Speaking ahead of an event considering Liam McArthur MSP’s proposed assisted suicide Bill, the Church of Scotland’s Moderator Rt Revd Dr Iain Greenshields, Vice-President of the Bishops’ Conference of Scotland Bishop John Keenan and Imam Shaykh Khandwalla signed a joint statement opposing the proposals.
The Assisted Dying (Scotland) Bill, which is expected to be fully drafted by the end of the year, seeks to allow residents aged 16 or over and deemed to be terminally ill to be prescribed drugs to kill themselves.
Loss of humanity
The joint statement said assisted suicide “inevitably undermines the dignity of the human person, and to allow it would mean that our society as a whole loses its common humanity”.

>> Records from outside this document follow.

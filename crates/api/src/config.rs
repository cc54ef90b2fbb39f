use anyhow::{bail, Context, Result};
use std::env;
use std::str::FromStr;

use crate::auth::AuthConfig;

/// Which market data source backs the resolvers.
#[derive(Clone, Debug, PartialEq, Eq)]
pub enum BackendConfig {
    Postgres {
        database_url: String,
        max_connections: u32,
        skip_migrations: bool,
    },
    Memory,
}

#[derive(Clone, Copy, Debug, PartialEq, Eq)]
pub struct BetRateLimitConfig {
    pub per_minute: u32,
    pub burst: u32,
}

impl Default for BetRateLimitConfig {
    fn default() -> Self {
        Self {
            per_minute: 30,
            burst: 5,
        }
    }
}

#[derive(Clone, Copy, Debug, PartialEq, Eq)]
pub struct HttpRateLimitConfig {
    /// One request token is replenished every `replenish_ms` milliseconds.
    pub replenish_ms: u64,
    pub burst: u32,
}

impl Default for HttpRateLimitConfig {
    fn default() -> Self {
        Self {
            replenish_ms: 100,
            burst: 60,
        }
    }
}

#[derive(Clone, Debug)]
pub struct ServerConfig {
    pub port: u16,
    pub backend: BackendConfig,
    pub allowed_origins: Vec<String>,
    pub introspection: bool,
    pub request_timeout_secs: u64,
    pub bet_rate_limit: BetRateLimitConfig,
    pub http_rate_limit: HttpRateLimitConfig,
    pub auth: AuthConfig,
}

impl ServerConfig {
    pub fn from_env() -> Result<Self> {
        let backend = match env::var("MARKET_BACKEND")
            .unwrap_or_else(|_| "postgres".to_string())
            .to_lowercase()
            .as_str()
        {
            "postgres" => BackendConfig::Postgres {
                database_url: env::var("DATABASE_URL")
                    .context("DATABASE_URL must be set when MARKET_BACKEND=postgres")?,
                max_connections: parse_or("DATABASE_MAX_CONNECTIONS", 30)?,
                skip_migrations: parse_or("SKIP_MIGRATIONS", false)?,
            },
            "memory" => BackendConfig::Memory,
            other => bail!("unknown MARKET_BACKEND '{other}', expected 'postgres' or 'memory'"),
        };

        let allowed_origins = env::var("ALLOWED_ORIGINS")
            .unwrap_or_else(|_| "http://localhost:3000".to_string())
            .split(',')
            .map(|o| o.trim().to_string())
            .filter(|o| !o.is_empty())
            .collect();

        Ok(Self {
            port: parse_or("PORT", 4000)?,
            backend,
            allowed_origins,
            introspection: parse_or("GQL_INTROSPECTION", false)?,
            request_timeout_secs: parse_or("REQUEST_TIMEOUT_SECS", 30)?,
            bet_rate_limit: BetRateLimitConfig {
                per_minute: parse_or("BET_RATE_LIMIT_PER_MINUTE", 30)?,
                burst: parse_or("BET_RATE_LIMIT_BURST", 5)?,
            },
            http_rate_limit: HttpRateLimitConfig {
                replenish_ms: parse_or("HTTP_RATE_LIMIT_REPLENISH_MS", 100)?,
                burst: parse_or("HTTP_RATE_LIMIT_BURST", 60)?,
            },
            auth: AuthConfig::from_env()?,
        })
    }

    /// In-memory configuration with defaults, used by tests and local demos.
    pub fn in_memory(auth: AuthConfig) -> Self {
        Self {
            port: 4000,
            backend: BackendConfig::Memory,
            allowed_origins: vec!["http://localhost:3000".to_string()],
            introspection: true,
            request_timeout_secs: 30,
            bet_rate_limit: BetRateLimitConfig::default(),
            http_rate_limit: HttpRateLimitConfig::default(),
            auth,
        }
    }
}

/// Read `key` from the environment, falling back to `default` when unset.
/// A value that is set but does not parse is an error.
pub(crate) fn parse_or<T>(key: &str, default: T) -> Result<T>
where
    T: FromStr,
    T::Err: std::error::Error + Send + Sync + 'static,
{
    match env::var(key) {
        Ok(raw) => raw
            .trim()
            .to_lowercase()
            .parse()
            .with_context(|| format!("{key} has invalid value '{raw}'")),
        Err(env::VarError::NotPresent) => Ok(default),
        Err(e) => Err(e).with_context(|| format!("{key} is not valid unicode")),
    }
}
pub mod app;
pub mod auth;
pub mod config;
pub mod datasource;
pub mod error;
pub mod gql;
pub mod middleware;
pub mod rate_limit;
pub mod services;
pub mod state;

pub use state::AppState;
pub mod resolvers;

pub use resolvers::UserQuery;
mod common;

use std::collections::HashSet;

use async_graphql::Variables;
use chrono::{Duration, Utc};
use common::*;
use serde_json::json;
use uuid::Uuid;

#[tokio::test]
async fn test_market_query_returns_derived_fields() {
    let app = setup_test_app();
    let market = seed_market(&app.store, "Will the merge ship this year?", 0.3);

    let query = format!(
        r#"{{ market(id: "{}") {{ id question probability yesPrice noPrice volume liquidity status oracle {{ name endpoint }} }} }}"#,
        market.id
    );
    let json = data(execute_graphql(&app.schema, &query, None, None).await);
    let m = &json["market"];

    assert_eq!(m["id"], market.id.to_string());
    assert_eq!(m["question"], "Will the merge ship this year?");
    assert_eq!(m["yesPrice"], 0.3);
    assert!((m["noPrice"].as_f64().unwrap() - 0.7).abs() < 1e-9);
    assert_eq!(m["volume"], "0");
    assert_eq!(m["liquidity"], "1000");
    assert_eq!(m["status"], "OPEN");
    assert_eq!(m["oracle"]["name"], "manual");
    assert_eq!(m["oracle"]["endpoint"], "manual://operator");
}

#[tokio::test]
async fn test_market_query_unknown_and_malformed_ids() {
    let app = setup_test_app();

    let query = format!(r#"{{ market(id: "{}") {{ id }} }}"#, Uuid::new_v4());
    let json = data(execute_graphql(&app.schema, &query, None, None).await);
    assert!(json["market"].is_null());

    let response =
        execute_graphql(&app.schema, r#"{ market(id: "not-a-uuid") { id } }"#, None, None).await;
    assert_eq!(error_code(&response).as_deref(), Some("BAD_USER_INPUT"));
}

#[tokio::test]
async fn test_markets_filter_order_and_limit() {
    let app = setup_test_app();
    let quiet = seed_market(&app.store, "Will rain fall in Lisbon?", 0.5);
    let busy = seed_market(&app.store, "Will RAIN fall in Porto?", 0.5);
    let closed = seed_market_with(
        &app.store,
        "Did rain fall yesterday?",
        0.5,
        50,
        Some(Utc::now() - Duration::hours(2)),
    );
    let other = app.store.add_oracle("weather-feed", "https://weather.example/feed");
    let mut foreign = seed_market(&app.store, "Will it be sunny?", 0.5);
    foreign.oracle_id = other.id;
    app.store.insert_market(foreign.clone());

    let trader = trader_user("0xtrader");
    data(place_bet(&app.schema, &trader, busy.id, "YES", "500").await);
    data(place_bet(&app.schema, &trader, quiet.id, "YES", "5").await);

    let query = r#"
        query Markets($filter: MarketFilter, $first: Int) {
            markets(filter: $filter, first: $first) { id status }
        }
    "#;

    let run = |filter: serde_json::Value, first: i64| {
        let schema = app.schema.clone();
        async move {
            let vars = Variables::from_json(json!({ "filter": filter, "first": first }));
            data(execute_graphql(&schema, query, Some(vars), None).await)
        }
    };

    let json = run(json!({ "search": "rain" }), 20).await;
    let ids: Vec<&str> = json["markets"]
        .as_array()
        .unwrap()
        .iter()
        .map(|m| m["id"].as_str().unwrap())
        .collect();
    assert_eq!(ids.len(), 3);
    // Most traded first
    assert_eq!(ids[0], busy.id.to_string());
    assert_eq!(ids[1], quiet.id.to_string());

    let json = run(json!({ "status": "CLOSED" }), 20).await;
    assert_eq!(json["markets"][0]["id"], closed.id.to_string());
    assert_eq!(json["markets"].as_array().unwrap().len(), 1);

    let json = run(json!({ "oracleId": other.id.to_string() }), 20).await;
    assert_eq!(json["markets"][0]["id"], foreign.id.to_string());
    assert_eq!(json["markets"].as_array().unwrap().len(), 1);

    let json = run(json!({ "minLiquidity": "100" }), 20).await;
    assert_eq!(json["markets"].as_array().unwrap().len(), 3);

    let json = run(json!({}), 1).await;
    assert_eq!(json["markets"].as_array().unwrap().len(), 1);
    assert_eq!(json["markets"][0]["id"], busy.id.to_string());

    // Out-of-range page sizes are clamped rather than rejected
    let json = run(json!({}), 0).await;
    assert_eq!(json["markets"].as_array().unwrap().len(), 1);
}

#[tokio::test]
async fn test_user_lookup_is_case_insensitive() {
    let app = setup_test_app();
    let market = seed_market(&app.store, "Will users be found?", 0.5);
    let trader = trader_user("0xDeadBeef");

    data(place_bet(&app.schema, &trader, market.id, "NO", "10").await);

    let json = data(
        execute_graphql(
            &app.schema,
            r#"{ user(address: "0xDEADBEEF") { id address rank } }"#,
            None,
            None,
        )
        .await,
    );
    assert_eq!(json["user"]["id"], trader.id.to_string());
    assert_eq!(json["user"]["address"], "0xdeadbeef");
    assert!(json["user"]["rank"].is_null());

    let json = data(
        execute_graphql(&app.schema, r#"{ user(address: "0xnobody") { id } }"#, None, None).await,
    );
    assert!(json["user"].is_null());
}

#[tokio::test]
async fn test_oracles_lists_registered_oracles_by_name() {
    let app = setup_test_app();
    app.store.add_oracle("chainlink", "https://oracle.example/chainlink");

    let json = data(execute_graphql(&app.schema, "{ oracles { name } }", None, None).await);
    let names: Vec<&str> = json["oracles"]
        .as_array()
        .unwrap()
        .iter()
        .map(|o| o["name"].as_str().unwrap())
        .collect();
    assert_eq!(names, vec!["chainlink", "manual"]);
}

#[tokio::test]
async fn test_trades_cursor_pagination() {
    let app = setup_test_app();
    let market = seed_market(&app.store, "Will pagination work?", 0.5);
    let trader = trader_user("0xpager");

    for amount in 1..=5 {
        data(place_bet(&app.schema, &trader, market.id, "YES", &amount.to_string()).await);
    }

    let query = r#"
        query Trades($id: ID!, $first: Int, $after: String) {
            market(id: $id) {
                trades(first: $first, after: $after) {
                    edges { cursor node { id createdAt } }
                    pageInfo { hasNextPage hasPreviousPage endCursor }
                }
            }
        }
    "#;

    let mut seen = Vec::new();
    let mut after: Option<String> = None;
    let mut pages = 0;
    loop {
        let vars = Variables::from_json(json!({
            "id": market.id.to_string(),
            "first": 2,
            "after": after,
        }));
        let json = data(execute_graphql(&app.schema, query, Some(vars), None).await);
        let trades = &json["market"]["trades"];
        pages += 1;

        assert_eq!(trades["pageInfo"]["hasPreviousPage"], after.is_some());
        for edge in trades["edges"].as_array().unwrap() {
            seen.push((
                edge["node"]["createdAt"].as_str().unwrap().to_string(),
                edge["node"]["id"].as_str().unwrap().to_string(),
            ));
        }

        if trades["pageInfo"]["hasNextPage"] == false {
            break;
        }
        after = trades["pageInfo"]["endCursor"].as_str().map(str::to_string);
        assert!(pages < 5, "pagination did not terminate");
    }

    assert_eq!(pages, 3);
    assert_eq!(seen.len(), 5);
    let unique: HashSet<&String> = seen.iter().map(|(_, id)| id).collect();
    assert_eq!(unique.len(), 5);

    // Newest first
    let timestamps: Vec<chrono::DateTime<Utc>> = seen
        .iter()
        .map(|(ts, _)| ts.parse().unwrap())
        .collect();
    assert!(timestamps.windows(2).all(|w| w[0] >= w[1]));
}

#[tokio::test]
async fn test_trades_rejects_malformed_cursor() {
    let app = setup_test_app();
    let market = seed_market(&app.store, "Will bad cursors fail?", 0.5);

    let query = format!(
        r#"{{ market(id: "{}") {{ trades(after: "%%%") {{ edges {{ cursor }} }} }} }}"#,
        market.id
    );
    let response = execute_graphql(&app.schema, &query, None, None).await;
    assert!(!response.errors.is_empty());
}

#[tokio::test]
async fn test_leaderboard_orders_by_volume_then_bet_count() {
    let app = setup_test_app();
    let market = seed_market(&app.store, "Who trades the most?", 0.5);

    let steady = trader_user("0xsteady");
    let whale = trader_user("0xwhale");
    let minnow = trader_user("0xminnow");

    data(place_bet(&app.schema, &steady, market.id, "YES", "100").await);
    data(place_bet(&app.schema, &steady, market.id, "NO", "200").await);
    data(place_bet(&app.schema, &whale, market.id, "YES", "300").await);
    data(place_bet(&app.schema, &minnow, market.id, "NO", "50").await);

    for period in ["DAY", "WEEK", "MONTH", "ALL_TIME"] {
        let query = format!(
            "{{ leaderboard(period: {period}) {{ address rank periodVolume betCount }} }}"
        );
        let json = data(execute_graphql(&app.schema, &query, None, None).await);
        let board = json["leaderboard"].as_array().unwrap();

        assert_eq!(board.len(), 3, "period {period}");
        assert_eq!(board[0]["address"], "0xsteady");
        assert_eq!(board[0]["rank"], 1);
        assert_eq!(board[0]["periodVolume"], "300");
        assert_eq!(board[0]["betCount"], 2);
        assert_eq!(board[1]["address"], "0xwhale");
        assert_eq!(board[1]["rank"], 2);
        assert_eq!(board[2]["address"], "0xminnow");
        assert_eq!(board[2]["rank"], 3);
    }
}
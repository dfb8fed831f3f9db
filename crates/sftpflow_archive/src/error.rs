use std::fmt;

use sftpflow_contract::ContractError;
use sftpflow_providers::ProviderError;
use thiserror::Error;

#[derive(Debug, Clone, Copy, PartialEq, Eq)]
pub enum MoveStage {
    Copy,
    Delete,
    /// Checking the archive after the source turned out to be gone.
    Verify,
}

impl fmt::Display for MoveStage {
    fn fmt(&self, f: &mut fmt::Formatter<'_>) -> fmt::Result {
        let stage = match self {
            Self::Copy => "copy",
            Self::Delete => "delete",
            Self::Verify => "archive lookup",
        };
        f.write_str(stage)
    }
}

#[derive(Debug, Error)]
#[error("{stage} failed: {source}")]
pub struct MoveFailure {
    pub stage: MoveStage,
    #[source]
    pub source: ProviderError,
}

impl MoveFailure {
    pub fn new(stage: MoveStage, source: ProviderError) -> Self {
        Self { stage, source }
    }
}

#[derive(Debug, Error)]
pub enum ArchiveError {
    #[error(transparent)]
    Validation(#[from] ContractError),
    #[error("{failed} of {total} object moves failed, first `{key}`: {first}")]
    PartialBatch {
        failed: usize,
        total: usize,
        key: String,
        #[source]
        first: MoveFailure,
    },
}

It added: “There is a very real danger that once legalised, these practices could put pressure on vulnerable individuals to opt for assisted suicide.
“The ways in which similar laws in other countries are being applied, and the effect that its introduction would have on some of the most vulnerable in our society, including the disabled and the elderly, would be extremely detrimental. We are called to care for those who are suffering, not to end their lives.”
Speaking separately, Revd Dr Greenshields, who recently presented King Charles III with a Bible at the Coronation, said his opposition to assisted suicide is rooted in his Christian faith as well as concerns around the principle of assisted suicide.
He expressed concerns over “the application of the law in practice, the perception of the value of human lives, and also the effect which any change is likely to have on the provision of care – in particular, on palliative care”.
Shona Haslam, Chief Executive of Logos Scotland which organised the event, responded: “I warmly welcome this joint statement from the leaders of faith groups in Scotland. They are united in their concerns around the proposed Bill and the impact that it will have on our most vulnerable communities.
“We have seen, in other countries, how quickly well intentioned legislation can be extended beyond its intended scope and we are gravely concerned that this will happen in Scotland.”
Earlier this year, a survey revealed that three quarters of palliative care doctors in Scotland would refuse to participate in any part of the assisted suicide process if it was legalised.
The poll, conducted in 2022 by the Association for Palliative Medicine of Great Britain and Ireland, found that 95 per cent of respondents would not prescribe drugs for an assisted suicide.
More than seven in ten (71 per cent) said they would consider resigning if their organisation implemented such programmes.
Dr Gillian Wright, Director of campaign group Our Duty of Care, said the “palliative care community has made a clear statement” that assisted suicide should not be legalised, and the “safeguards proposed will quickly be eroded as in other countries”.